[Goal of the exercise] Locate the line that contains "Ok(response)" in the entries below, then repeat it and every following line through the line that contains "self.client.limiter.acquire(cancel).await?;", exactly, and no others.

(Stored items)
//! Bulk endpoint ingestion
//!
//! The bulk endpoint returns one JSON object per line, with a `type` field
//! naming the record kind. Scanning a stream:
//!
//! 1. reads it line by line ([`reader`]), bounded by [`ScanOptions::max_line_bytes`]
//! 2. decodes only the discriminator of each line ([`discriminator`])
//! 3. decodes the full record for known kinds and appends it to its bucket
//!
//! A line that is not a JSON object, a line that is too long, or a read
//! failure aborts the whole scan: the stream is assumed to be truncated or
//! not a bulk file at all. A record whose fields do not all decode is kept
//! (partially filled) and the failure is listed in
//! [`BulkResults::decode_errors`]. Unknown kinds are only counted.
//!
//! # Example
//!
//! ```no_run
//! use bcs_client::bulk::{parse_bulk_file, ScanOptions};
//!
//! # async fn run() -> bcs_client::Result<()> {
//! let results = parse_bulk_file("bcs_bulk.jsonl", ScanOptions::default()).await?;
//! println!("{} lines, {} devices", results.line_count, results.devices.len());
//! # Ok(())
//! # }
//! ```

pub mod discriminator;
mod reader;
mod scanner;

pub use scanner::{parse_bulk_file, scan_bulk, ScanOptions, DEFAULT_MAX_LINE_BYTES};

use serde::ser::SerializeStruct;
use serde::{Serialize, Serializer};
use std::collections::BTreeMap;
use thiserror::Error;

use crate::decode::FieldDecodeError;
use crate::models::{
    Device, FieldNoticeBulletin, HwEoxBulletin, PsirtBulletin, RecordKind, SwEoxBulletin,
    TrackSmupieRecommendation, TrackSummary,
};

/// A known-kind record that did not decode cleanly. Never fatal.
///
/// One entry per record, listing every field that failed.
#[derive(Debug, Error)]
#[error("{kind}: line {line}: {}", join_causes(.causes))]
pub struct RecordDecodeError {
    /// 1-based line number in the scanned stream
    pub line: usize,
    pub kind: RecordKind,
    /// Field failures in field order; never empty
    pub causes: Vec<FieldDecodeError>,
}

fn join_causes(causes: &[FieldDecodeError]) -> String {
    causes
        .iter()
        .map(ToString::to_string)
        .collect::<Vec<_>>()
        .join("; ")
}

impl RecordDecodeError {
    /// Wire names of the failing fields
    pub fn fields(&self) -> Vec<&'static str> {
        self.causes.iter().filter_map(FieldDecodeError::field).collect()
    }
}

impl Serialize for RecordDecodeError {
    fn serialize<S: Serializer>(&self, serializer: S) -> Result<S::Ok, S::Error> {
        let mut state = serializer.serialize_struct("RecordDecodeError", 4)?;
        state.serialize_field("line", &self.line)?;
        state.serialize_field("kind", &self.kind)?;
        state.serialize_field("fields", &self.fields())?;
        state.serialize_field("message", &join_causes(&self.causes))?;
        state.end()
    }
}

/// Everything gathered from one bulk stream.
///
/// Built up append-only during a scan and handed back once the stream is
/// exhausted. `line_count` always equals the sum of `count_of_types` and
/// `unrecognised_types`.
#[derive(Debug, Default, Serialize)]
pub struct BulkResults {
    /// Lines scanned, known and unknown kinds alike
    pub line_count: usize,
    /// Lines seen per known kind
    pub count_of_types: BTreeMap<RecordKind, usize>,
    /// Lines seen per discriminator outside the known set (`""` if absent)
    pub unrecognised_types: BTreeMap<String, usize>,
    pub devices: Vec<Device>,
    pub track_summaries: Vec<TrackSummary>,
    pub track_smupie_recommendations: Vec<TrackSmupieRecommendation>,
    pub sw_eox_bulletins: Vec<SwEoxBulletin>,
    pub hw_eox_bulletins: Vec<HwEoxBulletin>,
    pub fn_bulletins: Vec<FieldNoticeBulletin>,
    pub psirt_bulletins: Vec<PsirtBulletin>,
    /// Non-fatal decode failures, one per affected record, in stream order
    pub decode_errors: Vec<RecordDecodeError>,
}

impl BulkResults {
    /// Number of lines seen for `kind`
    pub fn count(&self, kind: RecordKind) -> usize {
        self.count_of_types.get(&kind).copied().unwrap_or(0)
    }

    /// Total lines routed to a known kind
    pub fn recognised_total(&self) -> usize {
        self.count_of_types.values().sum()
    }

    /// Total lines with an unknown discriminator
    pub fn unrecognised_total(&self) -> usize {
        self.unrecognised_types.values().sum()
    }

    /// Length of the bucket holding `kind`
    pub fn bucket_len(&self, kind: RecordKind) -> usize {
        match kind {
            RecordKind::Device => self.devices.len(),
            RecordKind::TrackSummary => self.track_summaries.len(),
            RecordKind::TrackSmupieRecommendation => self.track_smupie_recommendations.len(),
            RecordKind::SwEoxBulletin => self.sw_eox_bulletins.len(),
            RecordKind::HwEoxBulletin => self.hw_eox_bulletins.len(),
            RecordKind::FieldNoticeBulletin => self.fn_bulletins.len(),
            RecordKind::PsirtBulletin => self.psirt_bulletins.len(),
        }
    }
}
--
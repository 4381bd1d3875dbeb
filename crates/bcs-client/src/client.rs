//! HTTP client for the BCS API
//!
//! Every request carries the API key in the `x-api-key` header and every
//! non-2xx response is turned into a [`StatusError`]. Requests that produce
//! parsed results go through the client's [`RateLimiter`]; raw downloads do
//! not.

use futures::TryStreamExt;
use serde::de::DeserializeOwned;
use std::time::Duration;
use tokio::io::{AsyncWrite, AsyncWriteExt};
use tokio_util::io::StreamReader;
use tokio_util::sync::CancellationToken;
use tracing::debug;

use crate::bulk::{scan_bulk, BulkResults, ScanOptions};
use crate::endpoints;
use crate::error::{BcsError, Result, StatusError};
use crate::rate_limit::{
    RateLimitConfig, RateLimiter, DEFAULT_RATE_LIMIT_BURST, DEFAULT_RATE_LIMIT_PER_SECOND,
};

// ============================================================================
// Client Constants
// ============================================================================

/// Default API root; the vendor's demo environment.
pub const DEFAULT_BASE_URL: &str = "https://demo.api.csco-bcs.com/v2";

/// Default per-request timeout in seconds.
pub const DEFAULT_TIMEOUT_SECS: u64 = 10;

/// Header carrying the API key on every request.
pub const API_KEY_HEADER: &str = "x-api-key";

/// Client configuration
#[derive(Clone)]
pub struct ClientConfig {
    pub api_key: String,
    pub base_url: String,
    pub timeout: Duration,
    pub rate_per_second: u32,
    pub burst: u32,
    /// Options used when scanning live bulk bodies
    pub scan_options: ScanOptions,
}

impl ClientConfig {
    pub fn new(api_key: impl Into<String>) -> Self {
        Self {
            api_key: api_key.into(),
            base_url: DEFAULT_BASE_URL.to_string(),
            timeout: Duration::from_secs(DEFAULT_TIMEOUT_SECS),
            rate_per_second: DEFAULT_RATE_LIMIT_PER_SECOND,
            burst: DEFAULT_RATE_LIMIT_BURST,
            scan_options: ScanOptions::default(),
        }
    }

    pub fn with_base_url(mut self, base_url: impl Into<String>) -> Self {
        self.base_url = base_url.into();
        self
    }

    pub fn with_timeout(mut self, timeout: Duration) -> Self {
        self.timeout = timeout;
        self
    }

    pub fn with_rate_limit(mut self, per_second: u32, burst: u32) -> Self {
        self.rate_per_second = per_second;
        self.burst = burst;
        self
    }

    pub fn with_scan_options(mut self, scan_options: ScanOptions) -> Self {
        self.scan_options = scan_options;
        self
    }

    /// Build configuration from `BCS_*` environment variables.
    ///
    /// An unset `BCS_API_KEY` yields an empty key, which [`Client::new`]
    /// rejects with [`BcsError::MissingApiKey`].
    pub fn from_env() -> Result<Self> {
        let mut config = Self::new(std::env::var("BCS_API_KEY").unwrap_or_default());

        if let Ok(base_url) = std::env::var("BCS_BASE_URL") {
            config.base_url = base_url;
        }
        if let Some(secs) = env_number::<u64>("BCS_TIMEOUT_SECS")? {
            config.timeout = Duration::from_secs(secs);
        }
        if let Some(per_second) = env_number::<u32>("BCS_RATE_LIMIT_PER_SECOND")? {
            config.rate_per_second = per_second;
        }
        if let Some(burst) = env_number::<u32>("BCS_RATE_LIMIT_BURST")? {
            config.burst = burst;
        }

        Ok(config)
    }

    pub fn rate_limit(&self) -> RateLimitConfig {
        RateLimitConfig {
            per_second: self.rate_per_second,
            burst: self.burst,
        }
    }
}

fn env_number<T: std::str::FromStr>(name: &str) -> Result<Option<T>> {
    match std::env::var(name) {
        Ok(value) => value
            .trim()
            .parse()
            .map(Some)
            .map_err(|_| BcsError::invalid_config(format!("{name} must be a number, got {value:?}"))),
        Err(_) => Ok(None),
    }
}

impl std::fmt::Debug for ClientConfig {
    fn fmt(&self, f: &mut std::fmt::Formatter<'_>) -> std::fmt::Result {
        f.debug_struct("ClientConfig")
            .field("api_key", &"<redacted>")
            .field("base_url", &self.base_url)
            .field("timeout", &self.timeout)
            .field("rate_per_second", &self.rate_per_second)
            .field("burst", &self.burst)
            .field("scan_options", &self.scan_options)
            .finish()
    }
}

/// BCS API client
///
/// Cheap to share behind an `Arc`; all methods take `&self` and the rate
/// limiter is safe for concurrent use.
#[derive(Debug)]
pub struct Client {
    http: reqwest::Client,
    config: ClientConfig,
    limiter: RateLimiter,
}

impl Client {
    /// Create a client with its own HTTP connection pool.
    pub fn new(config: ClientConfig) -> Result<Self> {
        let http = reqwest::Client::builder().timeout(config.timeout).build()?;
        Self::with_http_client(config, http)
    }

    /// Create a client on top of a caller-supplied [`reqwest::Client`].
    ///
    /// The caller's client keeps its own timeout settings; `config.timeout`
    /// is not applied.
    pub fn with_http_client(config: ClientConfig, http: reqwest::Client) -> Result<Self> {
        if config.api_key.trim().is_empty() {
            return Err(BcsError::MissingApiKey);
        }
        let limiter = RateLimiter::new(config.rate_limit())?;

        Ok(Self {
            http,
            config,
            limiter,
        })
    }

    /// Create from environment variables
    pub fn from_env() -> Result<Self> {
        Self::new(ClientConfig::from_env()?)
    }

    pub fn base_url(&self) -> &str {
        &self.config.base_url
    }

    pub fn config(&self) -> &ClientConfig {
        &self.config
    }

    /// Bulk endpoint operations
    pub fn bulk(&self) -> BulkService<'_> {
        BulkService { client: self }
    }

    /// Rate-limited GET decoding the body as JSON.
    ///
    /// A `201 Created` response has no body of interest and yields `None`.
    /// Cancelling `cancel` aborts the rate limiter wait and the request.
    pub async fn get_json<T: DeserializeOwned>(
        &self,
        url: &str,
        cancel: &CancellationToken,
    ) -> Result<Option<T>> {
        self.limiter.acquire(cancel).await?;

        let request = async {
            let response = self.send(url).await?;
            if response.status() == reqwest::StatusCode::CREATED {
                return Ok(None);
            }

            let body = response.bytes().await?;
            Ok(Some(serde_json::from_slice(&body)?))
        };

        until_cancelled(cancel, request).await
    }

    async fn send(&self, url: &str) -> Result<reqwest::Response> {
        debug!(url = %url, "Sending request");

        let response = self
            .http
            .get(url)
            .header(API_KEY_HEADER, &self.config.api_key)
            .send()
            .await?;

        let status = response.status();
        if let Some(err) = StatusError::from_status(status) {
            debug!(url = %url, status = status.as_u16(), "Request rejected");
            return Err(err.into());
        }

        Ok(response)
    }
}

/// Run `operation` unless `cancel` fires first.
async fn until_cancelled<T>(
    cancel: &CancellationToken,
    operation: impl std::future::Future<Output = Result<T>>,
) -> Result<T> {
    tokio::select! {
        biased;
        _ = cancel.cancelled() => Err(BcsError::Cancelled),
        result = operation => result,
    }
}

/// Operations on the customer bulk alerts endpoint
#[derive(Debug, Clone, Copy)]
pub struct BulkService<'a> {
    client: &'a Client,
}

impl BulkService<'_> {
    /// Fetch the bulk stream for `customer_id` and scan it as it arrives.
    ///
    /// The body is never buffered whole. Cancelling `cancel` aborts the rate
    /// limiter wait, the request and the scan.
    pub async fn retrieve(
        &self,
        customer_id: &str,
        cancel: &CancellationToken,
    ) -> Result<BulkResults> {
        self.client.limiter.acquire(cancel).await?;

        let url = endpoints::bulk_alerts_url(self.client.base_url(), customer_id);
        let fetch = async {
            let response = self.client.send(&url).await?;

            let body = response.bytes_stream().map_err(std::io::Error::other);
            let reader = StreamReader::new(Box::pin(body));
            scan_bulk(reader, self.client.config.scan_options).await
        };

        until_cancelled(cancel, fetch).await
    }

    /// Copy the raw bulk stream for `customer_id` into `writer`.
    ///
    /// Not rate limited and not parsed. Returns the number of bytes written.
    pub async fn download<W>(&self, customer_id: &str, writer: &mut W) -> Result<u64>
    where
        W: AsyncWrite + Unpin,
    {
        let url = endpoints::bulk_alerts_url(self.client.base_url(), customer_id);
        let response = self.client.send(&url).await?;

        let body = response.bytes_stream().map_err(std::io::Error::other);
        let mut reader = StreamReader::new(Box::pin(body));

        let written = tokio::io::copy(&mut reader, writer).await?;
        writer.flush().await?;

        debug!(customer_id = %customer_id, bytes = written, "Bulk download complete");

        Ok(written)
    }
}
* * *
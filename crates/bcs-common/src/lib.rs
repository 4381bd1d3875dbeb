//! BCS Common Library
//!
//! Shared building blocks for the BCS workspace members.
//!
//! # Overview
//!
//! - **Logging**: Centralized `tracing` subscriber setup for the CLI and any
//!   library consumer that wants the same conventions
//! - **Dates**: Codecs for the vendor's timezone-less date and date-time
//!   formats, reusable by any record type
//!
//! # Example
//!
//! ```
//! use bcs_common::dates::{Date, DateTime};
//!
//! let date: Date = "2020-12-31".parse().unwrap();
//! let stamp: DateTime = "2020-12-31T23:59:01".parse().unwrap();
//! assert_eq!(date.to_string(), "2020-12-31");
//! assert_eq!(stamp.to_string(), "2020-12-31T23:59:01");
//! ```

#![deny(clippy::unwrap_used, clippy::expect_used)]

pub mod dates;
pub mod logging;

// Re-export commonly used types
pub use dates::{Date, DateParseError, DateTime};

[Response to this task]
        Ok(response)
    }
}

/// Run `operation` unless `cancel` fires first.
async fn until_cancelled<T>(
    cancel: &CancellationToken,
    operation: impl std::future::Future<Output = Result<T>>,
) -> Result<T> {
    tokio::select! {
        biased;
        _ = cancel.cancelled() => Err(BcsError::Cancelled),
        result = operation => result,
    }
}

/// Operations on the customer bulk alerts endpoint
#[derive(Debug, Clone, Copy)]
pub struct BulkService<'a> {
    client: &'a Client,
}

impl BulkService<'_> {
    /// Fetch the bulk stream for `customer_id` and scan it as it arrives.
    ///
    /// The body is never buffered whole. Cancelling `cancel` aborts the rate
    /// limiter wait, the request and the scan.
    pub async fn retrieve(
        &self,
        customer_id: &str,
        cancel: &CancellationToken,
    ) -> Result<BulkResults> {
        self.client.limiter.acquire(cancel).await?;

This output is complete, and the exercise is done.